Consider the gamut of HR practitioners and HCM software implementers scheduled to participate—representatives of enterprises large and small, in a range of industries.
For example, UBS will talk about its rollout of Oracle HCM Cloud across 60 countries; Xerox, across 102 countries. Cummins, the global maker of engines and power-generation systems, will discuss why and how it consolidated its talent management processes.
Family-owned ice cream maker Wells Enterprises will talk about how it revamped its HR processes and systems to keep up with rapid growth; Macy’s about how it improved the efficiency of its payroll operations; Pittsburg State University about its experience choosing, planning, and implementing a modern HCM system; investment group Dubai Holding about how it improved and streamlined the ways it acquires talent and manages employee performance; Citizens Bank about how it reduced its time to hire; and West Midlands Police about its adoption of various learning offerings.
Central to the HR/HCM discussions at Oracle OpenWorld will be three general sessions. At the Product Now session on Monday, October 2, Oracle Senior Vice President Chris Leone will set the stage, walking attendees through the latest and greatest Oracle HCM Cloud capabilities and highlighting several key product announcements. An HCM customer panel on Tuesday will feature big thinkers and doers from Hilton, YRC Worldwide, and other top companies. And at the Product Future session on Wednesday, October 4, Oracle Vice President Gretchen Alarcon will share the company’s vision of the future of work and the role of emerging technologies in the modern HR organization.
At more intimate and focused sessions, leading Oracle technologists and partners will drill down into how a range of still-emerging technologies—including machine learning, adaptive intelligence, predictive analytics, data visualization, blockchain, and intelligent bots—will improve HR insights and change the way end users interact with HR systems.
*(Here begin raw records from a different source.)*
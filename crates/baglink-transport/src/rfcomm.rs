use std::io::{Read, Write};
use std::os::fd::{AsRawFd, FromRawFd, OwnedFd};
use std::time::Duration;

use tracing::debug;

use crate::endpoint::DeviceAddr;
use crate::error::{Result, TransportError};

/// `BTPROTO_RFCOMM` from `<bluetooth/bluetooth.h>`; not exposed by libc.
const BTPROTO_RFCOMM: libc::c_int = 3;

/// `struct sockaddr_rc` from `<bluetooth/rfcomm.h>`.
///
/// `rc_bdaddr` is in wire order, i.e. the reverse of the textual
/// `AA:BB:CC:DD:EE:FF` octet order.
#[repr(C)]
struct SockaddrRc {
    rc_family: libc::sa_family_t,
    rc_bdaddr: [u8; 6],
    rc_channel: u8,
}

/// A connected RFCOMM serial stream to the bag microcontroller.
pub struct RfcommStream {
    fd: OwnedFd,
}

impl RfcommStream {
    /// Open a blocking RFCOMM connection.
    pub fn connect(addr: DeviceAddr, channel: u8) -> Result<Self> {
        let endpoint = format!("rfcomm:{addr}:{channel}");

        // SAFETY: plain socket(2) call with constant arguments.
        let raw = unsafe {
            libc::socket(
                libc::AF_BLUETOOTH,
                libc::SOCK_STREAM | libc::SOCK_CLOEXEC,
                BTPROTO_RFCOMM,
            )
        };
        if raw < 0 {
            return Err(classify_connect_error(
                endpoint,
                std::io::Error::last_os_error(),
            ));
        }
        // SAFETY: `raw` is a freshly created, open socket descriptor we own.
        let fd = unsafe { OwnedFd::from_raw_fd(raw) };

        let mut bdaddr = addr.octets();
        bdaddr.reverse();
        let sa = SockaddrRc {
            rc_family: libc::AF_BLUETOOTH as libc::sa_family_t,
            rc_bdaddr: bdaddr,
            rc_channel: channel,
        };

        // SAFETY: `sa` is a valid sockaddr_rc for the lifetime of the call and
        // the length argument matches its size.
        let rc = unsafe {
            libc::connect(
                fd.as_raw_fd(),
                std::ptr::addr_of!(sa).cast::<libc::sockaddr>(),
                std::mem::size_of::<SockaddrRc>() as libc::socklen_t,
            )
        };
        if rc != 0 {
            return Err(classify_connect_error(
                endpoint,
                std::io::Error::last_os_error(),
            ));
        }

        debug!(%addr, channel, "rfcomm connected");
        Ok(Self { fd })
    }

    /// Clone the stream (duplicates the file descriptor; both handles refer
    /// to the same underlying connection).
    pub fn try_clone(&self) -> Result<Self> {
        let fd = self.fd.try_clone().map_err(TransportError::Io)?;
        Ok(Self { fd })
    }

    /// Set the receive timeout (`None` blocks indefinitely).
    pub fn set_read_timeout(&self, timeout: Option<Duration>) -> Result<()> {
        self.set_timeout(libc::SO_RCVTIMEO, timeout)
    }

    /// Set the send timeout (`None` blocks indefinitely).
    pub fn set_write_timeout(&self, timeout: Option<Duration>) -> Result<()> {
        self.set_timeout(libc::SO_SNDTIMEO, timeout)
    }

    fn set_timeout(&self, opt: libc::c_int, timeout: Option<Duration>) -> Result<()> {
        let tv = match timeout {
            Some(d) if d.is_zero() => {
                return Err(TransportError::Io(std::io::Error::new(
                    std::io::ErrorKind::InvalidInput,
                    "zero timeout; use None to block",
                )));
            }
            Some(d) => libc::timeval {
                tv_sec: d.as_secs() as libc::time_t,
                tv_usec: d.subsec_micros() as libc::suseconds_t,
            },
            None => libc::timeval {
                tv_sec: 0,
                tv_usec: 0,
            },
        };

        // SAFETY: `tv` is a valid timeval for the lifetime of the call and
        // the length argument matches its size.
        let rc = unsafe {
            libc::setsockopt(
                self.fd.as_raw_fd(),
                libc::SOL_SOCKET,
                opt,
                std::ptr::addr_of!(tv).cast::<libc::c_void>(),
                std::mem::size_of::<libc::timeval>() as libc::socklen_t,
            )
        };
        if rc != 0 {
            return Err(TransportError::Io(std::io::Error::last_os_error()));
        }
        Ok(())
    }

    /// Shut down both directions, waking any thread blocked in `read`.
    pub fn shutdown(&self) -> Result<()> {
        // SAFETY: shutdown(2) on an open socket descriptor owned by us.
        let rc = unsafe { libc::shutdown(self.fd.as_raw_fd(), libc::SHUT_RDWR) };
        if rc != 0 {
            let err = std::io::Error::last_os_error();
            // Already disconnected is fine.
            if err.kind() != std::io::ErrorKind::NotConnected {
                return Err(TransportError::Io(err));
            }
        }
        Ok(())
    }
}

impl Read for RfcommStream {
    fn read(&mut self, buf: &mut [u8]) -> std::io::Result<usize> {
        // SAFETY: `buf` is valid and writable for `buf.len()` bytes.
        let n = unsafe {
            libc::read(
                self.fd.as_raw_fd(),
                buf.as_mut_ptr().cast::<libc::c_void>(),
                buf.len(),
            )
        };
        if n < 0 {
            Err(std::io::Error::last_os_error())
        } else {
            Ok(n as usize)
        }
    }
}

impl Write for RfcommStream {
    fn write(&mut self, buf: &[u8]) -> std::io::Result<usize> {
        // SAFETY: `buf` is valid and readable for `buf.len()` bytes.
        let n = unsafe {
            libc::write(
                self.fd.as_raw_fd(),
                buf.as_ptr().cast::<libc::c_void>(),
                buf.len(),
            )
        };
        if n < 0 {
            Err(std::io::Error::last_os_error())
        } else {
            Ok(n as usize)
        }
    }

    fn flush(&mut self) -> std::io::Result<()> {
        // Socket writes are not buffered in userspace.
        Ok(())
    }
}

/// Probe whether the kernel accepts RFCOMM sockets at all.
pub fn rfcomm_supported() -> bool {
    // SAFETY: plain socket(2)/close(2) calls with constant arguments.
    unsafe {
        let fd = libc::socket(
            libc::AF_BLUETOOTH,
            libc::SOCK_STREAM | libc::SOCK_CLOEXEC,
            BTPROTO_RFCOMM,
        );
        if fd >= 0 {
            libc::close(fd);
            true
        } else {
            false
        }
    }
}

fn classify_connect_error(endpoint: String, err: std::io::Error) -> TransportError {
    match err.raw_os_error() {
        Some(libc::EACCES) | Some(libc::EPERM) => TransportError::PermissionDenied { endpoint },
        Some(libc::ECONNREFUSED)
        | Some(libc::EHOSTDOWN)
        | Some(libc::EHOSTUNREACH)
        | Some(libc::ETIMEDOUT)
        | Some(libc::ENODEV)
        | Some(libc::EADDRNOTAVAIL) => TransportError::EndpointUnavailable {
            endpoint,
            source: err,
        },
        // EAFNOSUPPORT / EPROTONOSUPPORT: kernel without bluetooth.
        Some(libc::EAFNOSUPPORT) | Some(libc::EPROTONOSUPPORT) => {
            TransportError::EndpointUnavailable {
                endpoint,
                source: err,
            }
        }
        _ => TransportError::Io(err),
    }
}

impl std::fmt::Debug for RfcommStream {
    fn fmt(&self, f: &mut std::fmt::Formatter<'_>) -> std::fmt::Result {
        f.debug_struct("RfcommStream")
            .field("fd", &self.fd.as_raw_fd())
            .finish()
    }
}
For example, the session “Predictive HCM Using Oracle’s Machine Learning and Advanced Analytics” will delve into how HCM data scientists, using Oracle Advanced Analytics 12.2, can build, evaluate, and “productionize” predictive models that anticipate employee behavior.
In other Oracle OpenWorld sessions, Oracle product leaders will take attendees through specific Oracle HCM Cloud modules: payroll, benefits, talent acquisition, workforce management, and the like. At a recurring, classroom-style HCM Hands-On Lab session, attendees will be handed an iPad loaded with the latest version of Oracle HCM Cloud and walked through its various modules, from accessing the people directory to prepare for a meeting to trying out the learning capabilities. Those special sessions are scheduled to run three times a day on Monday, Tuesday, and Wednesday at the Hilton San Francisco Union Square.
A session titled “How Oracle’s Modern User Experiences Keep Things Simple” will detail how the themes of simplicity, mobility, and extensibility are manifested in the UX roadmap for Oracle’s HCM cloud and other cloud applications.
No HR Department a Silo
Acknowledging that companies increasingly are tying their HR applications and data to those of other departments, especially finance, Oracle OpenWorld this year will centralize all of its cloud software conference sessions—including HCM, ERP (enterprise resource planning), SCM (supply chain management), and CX (customer experience)—in one building, Moscone South.
“One of the things that’s exciting about Oracle OpenWorld is when we look at how the technologies we’re bringing to market are starting to transform people’s businesses,” Oracle’s Alarcon says. “Sometimes that story is a very specific HR practice, like recruiting or performance management, and sometimes it’s an overall business transformation story, as a company moves to a new digital way of doing work that includes HR, finance, and more. OpenWorld is a great opportunity to see the breadth of what Oracle offers as well as the depth of those individual products.”